Yoo started to take initiatives. She hosted team dinners at her house. She encouraged the team to gather at someone’s house before games to prepare.

“We were going to do everything together,” Yoo said. “It was difficult for me to speak and say something because I don’t want them to be afraid of me. I like to lead by example. But I have expectations for us as a team and I know they have the same for me.

Mustangs have since met and exceeded high expectations. Just like Yoo.

Cy Ranch (25-13) is back in the regional semifinals for the first time since 2018. A big why is Yoo.

The two-way talent is 17-8 in the circle with a 1.51 ERA and .174 batting average. But what jumps out like the elephant in the room is Yoo’s incredible 9.7 strikeout ratio, 223 punches for 23 walks.

She said her command and loathing of free passes came from playing for her 16U team when a pitcher was called out if they walked two batters in a game.

“I hated getting shot, so I worked really hard not to walk with anyone,” Yoo said. “I really don’t like to lose. Each at-bat is like a mini-game in itself. I just focus on the hitter I’m up against and what I need to do to beat them.

Yoo is a left-handed pitcher, a rarity in softball.

“As a hitter, you’re not used to seeing the ball come out a different side,” she said. “It may get into your head a little. Most lefties also have a lot of weird moves. I never understood it. But I can throw a fastball and it will move.

And Yoo also knows how to hit. She’s not just the Mustangs ace. Yoo leads the team in RBIs (51) and home runs (four), and hits .371 with a .431 on-base percentage.

But it’s the pitching that has its heart.

“It’s my bread and butter,” Yoo said. “It’s a game within a game. One day you can throw as hard as you can and the balls will break. And the next day, things don’t go your way. I like the challenge of working and improving myself. I always have something to improve. »

Cypress Ranch senior Molly Yoo.VYPE Media

Since the Mustangs have come together as a team… “We’re not just teammates now,” Yoo said. ” We are a family “. After a tenuous start to the season, Yoo said she was more relaxed. She credits her game on the pitch to what she helped bring out of it.

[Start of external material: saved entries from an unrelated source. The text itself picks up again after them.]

//! Factory registry for transport and adapter implementations.
//!
//! Configuration names implementations by string; this module maps those
//! names to the factories exported by the RPC and delivery crates.

use civic_config::Config;
use civic_delivery::{AdapterFactory, AdapterRegistry, DeliveryPipeline};
use civic_rpc::{RpcManager, RpcProvider, TransportFactory};
use std::collections::HashMap;
use std::sync::{Arc, OnceLock};

/// All known implementation factories.
pub struct FactoryRegistry {
	pub transports: HashMap<String, TransportFactory>,
	pub adapters: HashMap<String, AdapterFactory>,
}

impl FactoryRegistry {
	pub fn new() -> Self {
		Self {
			transports: HashMap::new(),
			adapters: HashMap::new(),
		}
	}

	pub fn register_transport(&mut self, name: impl Into<String>, factory: TransportFactory) {
		self.transports.insert(name.into(), factory);
	}

	pub fn register_adapter(&mut self, name: impl Into<String>, factory: AdapterFactory) {
		self.adapters.insert(name.into(), factory);
	}
}

static REGISTRY: OnceLock<FactoryRegistry> = OnceLock::new();

/// Returns the global registry, populating it on first use.
pub fn get_registry() -> &'static FactoryRegistry {
	REGISTRY.get_or_init(|| {
		let mut registry = FactoryRegistry::new();

		for (name, factory) in civic_rpc::get_all_implementations() {
			tracing::debug!("Registering transport implementation: {}", name);
			registry.register_transport(name, factory);
		}

		for (name, factory) in civic_delivery::get_all_implementations() {
			tracing::debug!("Registering adapter implementation: {}", name);
			registry.register_adapter(name, factory);
		}

		registry
	})
}

fn available<V>(map: &HashMap<String, V>) -> String {
	let mut names: Vec<_> = map.keys().cloned().collect();
	names.sort();
	names.join(", ")
}

/// Builds the RPC manager and its providers from configuration.
pub fn build_rpc_manager(config: &Config) -> Result<RpcManager, Box<dyn std::error::Error>> {
	let registry = get_registry();
	let mut providers = Vec::with_capacity(config.rpc.providers.len());

	for entry in &config.rpc.providers {
		let factory = registry.transports.get(&entry.transport).ok_or_else(|| {
			format!(
				"Unknown transport '{}' for provider '{}'. Available: [{}]",
				entry.transport,
				entry.provider.name,
				available(&registry.transports)
			)
		})?;
		let transport = factory(&entry.transport_config())?;
		providers.push(RpcProvider::new(
			entry.provider.clone(),
			config.rpc.circuit_breaker_for(entry),
			Arc::from(transport),
		));
		tracing::info!(
			provider = %entry.provider.name,
			transport = %entry.transport,
			priority = entry.provider.priority,
			"Configured RPC provider"
		);
	}

	Ok(RpcManager::new(config.rpc.manager.clone(), providers)?)
}

/// Builds the adapter registry from the configured adapter tables.
pub fn build_adapter_registry(
	config: &Config,
) -> Result<AdapterRegistry, Box<dyn std::error::Error>> {
	let registry = get_registry();
	let mut adapters = AdapterRegistry::new();

	let mut names: Vec<_> = config.delivery.adapters.keys().collect();
	names.sort();
	for name in names {
		let factory = registry.adapters.get(name).ok_or_else(|| {
			format!(
				"Unknown adapter implementation '{}'. Available: [{}]",
				name,
				available(&registry.adapters)
			)
		})?;
		let adapter = factory(&config.delivery.adapters[name])?;
		tracing::info!(
			adapter = %name,
			countries = ?adapter.countries(),
			"Configured delivery adapter"
		);
		adapters.register(Arc::from(adapter));
	}

	Ok(adapters)
}

/// Builds the delivery pipeline over every configured adapter.
pub fn build_pipeline(config: &Config) -> Result<DeliveryPipeline, Box<dyn std::error::Error>> {
	let registry = build_adapter_registry(config)?;
	Ok(DeliveryPipeline::new(Arc::new(registry), config.delivery.pipeline))
}
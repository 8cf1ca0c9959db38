//! Fan-out of one message to many representatives.

use crate::registry::AdapterRegistry;
use crate::{DeliveryAdapter, DeliveryError, OutboundMessage};
use civic_types::{
	DeliveryJob, DeliveryOutcome, DeliveryResult, PipelineConfig, RecipientResult, Representative,
	User,
};
use futures::future::join_all;
use std::sync::Arc;
use std::time::Duration;
use tokio::sync::Semaphore;
use tokio::time::Instant;

/// Delivers jobs through the adapters of an [`AdapterRegistry`].
pub struct DeliveryPipeline {
	registry: Arc<AdapterRegistry>,
	config: PipelineConfig,
}

impl DeliveryPipeline {
	pub fn new(registry: Arc<AdapterRegistry>, config: PipelineConfig) -> Self {
		Self { registry, config }
	}

	pub fn registry(&self) -> &AdapterRegistry {
		&self.registry
	}

	/// Delivers `job` to every recipient concurrently.
	///
	/// Recipients are the job's pre-resolved representatives, or the adapter's
	/// lookup for the sender's address when there are none, restricted to the
	/// template's chambers. A failing or slow recipient only affects its own
	/// entry in the report. Errors are returned only when no delivery could be
	/// started: no adapter for the route, or a failed representative lookup.
	pub async fn deliver_to_representatives(
		&self,
		job: &DeliveryJob,
	) -> Result<DeliveryResult, DeliveryError> {
		let started = Instant::now();
		let adapter = self
			.registry
			.get_adapter(job.user.country_code(), job.template.delivery_method)?;

		let candidates = if job.representatives.is_empty() {
			adapter.lookup_representatives(&job.user.address).await?
		} else {
			job.representatives.clone()
		};
		let recipients: Vec<Representative> = candidates
			.into_iter()
			.filter(|rep| job.template.recipient_config.includes(rep.chamber))
			.collect();

		tracing::info!(
			job_id = %job.id,
			adapter = adapter.name(),
			recipients = recipients.len(),
			"Delivering message"
		);

		let semaphore = Arc::new(Semaphore::new(self.config.max_concurrent_deliveries.max(1)));
		let timeout = Duration::from_millis(self.config.recipient_timeout_ms);
		let deliveries = recipients.iter().map(|rep| {
			let adapter = Arc::clone(&adapter);
			let semaphore = Arc::clone(&semaphore);
			let message = OutboundMessage {
				job_id: job.id.clone(),
				template_id: job.template.id.clone(),
				subject: job.template.subject_line().to_string(),
				body: personalize(
					&job.template.body,
					&job.user,
					rep,
					job.custom_message.as_deref(),
				),
				sender: job.user.clone(),
			};
			async move {
				let outcome = deliver_one(adapter.as_ref(), &semaphore, &message, rep, timeout).await;
				RecipientResult::new(rep, outcome)
			}
		});
		let results = join_all(deliveries).await;

		let report = DeliveryResult::from_results(
			job.id.clone(),
			results,
			civic_types::saturating_millis(started.elapsed()),
		);
		tracing::info!(
			job_id = %job.id,
			successful = report.successful_deliveries,
			failed = report.failed_deliveries,
			duration_ms = report.duration_ms,
			"Delivery finished"
		);
		Ok(report)
	}
}

async fn deliver_one(
	adapter: &dyn DeliveryAdapter,
	semaphore: &Semaphore,
	message: &OutboundMessage,
	representative: &Representative,
	timeout: Duration,
) -> DeliveryOutcome {
	let _permit = match semaphore.acquire().await {
		Ok(permit) => permit,
		Err(e) => return DeliveryOutcome::failed(e.to_string()),
	};

	let result = tokio::time::timeout(timeout, adapter.deliver_message(message, representative))
		.await
		.unwrap_or_else(|_| Err(DeliveryError::Timeout(civic_types::saturating_millis(timeout))));

	match result {
		Ok(message_id) => DeliveryOutcome::delivered(message_id),
		Err(error) => {
			tracing::warn!(
				recipient = %representative.bioguide_id,
				error = %error,
				"Recipient delivery failed"
			);
			DeliveryOutcome::failed(error.to_string())
		},
	}
}

/// Fills the template placeholders for one recipient.
///
/// `[Personal Connection]` takes the custom message; without one, every line
/// holding the placeholder is dropped. The custom message is inserted last,
/// so placeholders typed into it stay literal.
pub fn personalize(
	body: &str,
	user: &User,
	representative: &Representative,
	custom_message: Option<&str>,
) -> String {
	let custom_message = custom_message.map(str::trim).filter(|m| !m.is_empty());
	let body = match custom_message {
		Some(_) => body.to_string(),
		None => body
			.lines()
			.filter(|line| !line.contains("[Personal Connection]"))
			.collect::<Vec<_>>()
			.join("\n"),
	};

	let filled = body
		.replace("[Representative Name]", &representative.name)
		.replace("[Name]", &user.name)
		.replace("[Address]", &user.address.to_string());
	match custom_message {
		Some(message) => filled.replace("[Personal Connection]", message),
		None => filled,
	}
}

#[cfg(test)]
mod tests {
	use super::*;
	use crate::testing::{representative, ScriptedAdapter};
	use chrono::Utc;
	use civic_types::{
		Chamber, DeliveryMethod, PostalAddress, RecipientConfig, Template,
	};

	fn user(country: &str) -> User {
		User {
			id: "u1".to_string(),
			name: "Ada Lovelace".to_string(),
			email: "ada@example.com".to_string(),
			address: PostalAddress {
				street: "1 Main St".to_string(),
				city: "Springfield".to_string(),
				state: "CA".to_string(),
				postal_code: "94105".to_string(),
				country_code: country.to_string(),
			},
		}
	}

	fn job(representatives: Vec<Representative>) -> DeliveryJob {
		DeliveryJob {
			id: "job-1".to_string(),
			template: Template {
				id: "t1".to_string(),
				title: "Fund libraries".to_string(),
				subject: None,
				body: "Dear [Representative Name],\n[Personal Connection]\nSincerely, [Name]".to_string(),
				delivery_method: DeliveryMethod::Cwc,
				recipient_config: RecipientConfig::default(),
			},
			user: user("US"),
			custom_message: Some("I run a reading club.".to_string()),
			created_at: Utc::now(),
			representatives,
		}
	}

	fn pipeline(adapter: ScriptedAdapter, config: PipelineConfig) -> (DeliveryPipeline, Arc<ScriptedAdapter>) {
		let adapter = Arc::new(adapter);
		let mut registry = AdapterRegistry::new();
		registry.register(adapter.clone());
		(DeliveryPipeline::new(Arc::new(registry), config), adapter)
	}

	#[tokio::test]
	async fn test_partial_failure_is_aggregated() {
		let mut adapter = ScriptedAdapter::new("cwc", "US", DeliveryMethod::Cwc);
		adapter.failing.insert("b".to_string());
		let (pipeline, _) = pipeline(adapter, PipelineConfig::default());

		let reps = vec![
			representative("a", Chamber::House),
			representative("b", Chamber::Senate),
			representative("c", Chamber::Senate),
		];
		let result = pipeline.deliver_to_representatives(&job(reps)).await.unwrap();
		assert!(result.success);
		assert_eq!(result.total_recipients, 3);
		assert_eq!(result.successful_deliveries, 2);
		assert_eq!(result.failed_deliveries, 1);
		assert_eq!(result.results.len(), 3);
		assert_eq!(result.results[1].representative.bioguide_id, "b");
		assert!(result.results[1].error.as_deref().unwrap().contains("office unavailable"));
		assert_eq!(result.results[0].message_id.as_deref(), Some("msg-a"));
	}

	#[tokio::test]
	async fn test_all_failures_fail_the_job() {
		let mut adapter = ScriptedAdapter::new("cwc", "US", DeliveryMethod::Cwc);
		adapter.failing.extend(["a".to_string(), "b".to_string()]);
		let (pipeline, _) = pipeline(adapter, PipelineConfig::default());

		let reps = vec![representative("a", Chamber::House), representative("b", Chamber::Senate)];
		let result = pipeline.deliver_to_representatives(&job(reps)).await.unwrap();
		assert!(!result.success);
		assert_eq!(result.failed_deliveries, 2);
	}

	#[tokio::test(start_paused = true)]
	async fn test_slow_recipient_times_out_alone() {
		let mut adapter = ScriptedAdapter::new("cwc", "US", DeliveryMethod::Cwc);
		adapter.hanging.insert("slow".to_string());
		let config = PipelineConfig {
			recipient_timeout_ms: 500,
			max_concurrent_deliveries: 1,
		};
		let (pipeline, _) = pipeline(adapter, config);

		let reps = vec![representative("slow", Chamber::House), representative("fast", Chamber::Senate)];
		let result = pipeline.deliver_to_representatives(&job(reps)).await.unwrap();
		assert_eq!(result.successful_deliveries, 1);
		assert!(result.results[0].error.as_deref().unwrap().contains("timed out"));
	}

	#[tokio::test(start_paused = true)]
	async fn test_recipients_time_out_concurrently() {
		let mut adapter = ScriptedAdapter::new("cwc", "US", DeliveryMethod::Cwc);
		adapter.hanging.extend(["a".to_string(), "b".to_string(), "c".to_string()]);
		let config = PipelineConfig {
			recipient_timeout_ms: 1_000,
			..PipelineConfig::default()
		};
		let (pipeline, _) = pipeline(adapter, config);

		let reps = vec![
			representative("a", Chamber::House),
			representative("b", Chamber::Senate),
			representative("c", Chamber::Senate),
		];
		let started = Instant::now();
		let result = pipeline.deliver_to_representatives(&job(reps)).await.unwrap();
		let elapsed = started.elapsed();

		assert_eq!(result.failed_deliveries, 3);
		assert!(elapsed >= Duration::from_millis(1_000));
		assert!(elapsed < Duration::from_millis(2_000), "took {:?}", elapsed);
		assert!((1_000..2_000).contains(&result.duration_ms), "{}", result.duration_ms);
	}

	#[tokio::test]
	async fn test_missing_adapter() {
		let (pipeline, _) = pipeline(
			ScriptedAdapter::new("email", "CA", DeliveryMethod::Email),
			PipelineConfig::default(),
		);
		let err = pipeline
			.deliver_to_representatives(&job(vec![representative("a", Chamber::House)]))
			.await
			.unwrap_err();
		assert!(matches!(err, DeliveryError::NoAdapterAvailable { .. }));
	}

	#[tokio::test]
	async fn test_lookup_and_chamber_filter() {
		let mut adapter = ScriptedAdapter::new("cwc", "US", DeliveryMethod::Cwc);
		adapter.directory = vec![
			representative("h1", Chamber::House),
			representative("s1", Chamber::Senate),
			representative("s2", Chamber::Senate),
		];
		let (pipeline, adapter) = pipeline(adapter, PipelineConfig::default());

		let mut job = job(vec![]);
		job.template.recipient_config.chambers = vec![Chamber::Senate];
		let result = pipeline.deliver_to_representatives(&job).await.unwrap();
		assert_eq!(result.total_recipients, 2);
		assert!(result.results.iter().all(|r| r.representative.chamber == Chamber::Senate));

		let delivered = adapter.delivered.lock().unwrap();
		assert!(delivered.iter().any(|(id, body)| id == "s1" && body.starts_with("Dear Rep s1,")));
	}

	#[tokio::test]
	async fn test_no_recipients_is_not_a_success() {
		let (pipeline, _) = pipeline(
			ScriptedAdapter::new("cwc", "US", DeliveryMethod::Cwc),
			PipelineConfig::default(),
		);
		let result = pipeline.deliver_to_representatives(&job(vec![])).await.unwrap();
		assert_eq!(result.total_recipients, 0);
		assert!(!result.success);
	}

	#[test]
	fn test_personalize_fills_placeholders() {
		let rep = representative("a", Chamber::House);
		let body = personalize(
			"Dear [Representative Name],\n[Personal Connection]\n[Name]\n[Address]",
			&user("US"),
			&rep,
			Some("  My story.  "),
		);
		assert_eq!(
			body,
			"Dear Rep a,\nMy story.\nAda Lovelace\n1 Main St, Springfield, CA 94105"
		);
	}

	#[test]
	fn test_personalize_keeps_placeholders_in_custom_message() {
		let rep = representative("a", Chamber::House);
		let body = personalize(
			"Dear [Representative Name],\n[Personal Connection]\n[Name]",
			&user("US"),
			&rep,
			Some("Ask [Name] at [Address] or [Representative Name]"),
		);
		assert_eq!(
			body,
			"Dear Rep a,\nAsk [Name] at [Address] or [Representative Name]\nAda Lovelace"
		);
	}

	#[test]
	fn test_personalize_drops_connection_line_without_message() {
		let rep = representative("a", Chamber::House);
		let body = personalize(
			"Dear [Representative Name],\nAs a constituent: [Personal Connection]\nThanks, [Name]",
			&user("US"),
			&rep,
			Some("   "),
		);
		assert_eq!(body, "Dear Rep a,\nThanks, Ada Lovelace");
	}
}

“I know we have what it takes to bounce back from anything,” she said. “I’m capable of playing loose.”

Yoo is stronger and faster this season. The rotation and speed of his throws are better.

Yoo has always had a nasty curveball, but now the rising ball is just as dangerous. What was once a “fighting ground,” she said, is now one of her best.

“I know we all want to work on the things we’re good at, and I do too,” Yoo said. “But I also try really hard to work on the things I’m not good at.”

This list is not long. In the box, Yoo does best by keeping things simple and not always trying to swing for the fences. In the circle, she became adept at studying a batter’s body language.

Are their shoulders slumped? Are they excited? Where are they standing in the box? Can she pin them inside with a curve ball or does she have to go higher and out?

Whatever Yoo does, it works. Now she wants to make it to the regional finals next week, where Cy Ranch hasn’t been since 2015.

Lake Ridge stands in the way. But Yoo has expectations for these Mustangs. And they have expectations for her.

“It was amazing,” Yoo said. “The circle is sort of complete. When I was a freshman, we got to the fourth round, but I was on the bench and didn’t see much of the field. Now I’m kind of in the middle of it all and it’s crazy. It’s so exciting.”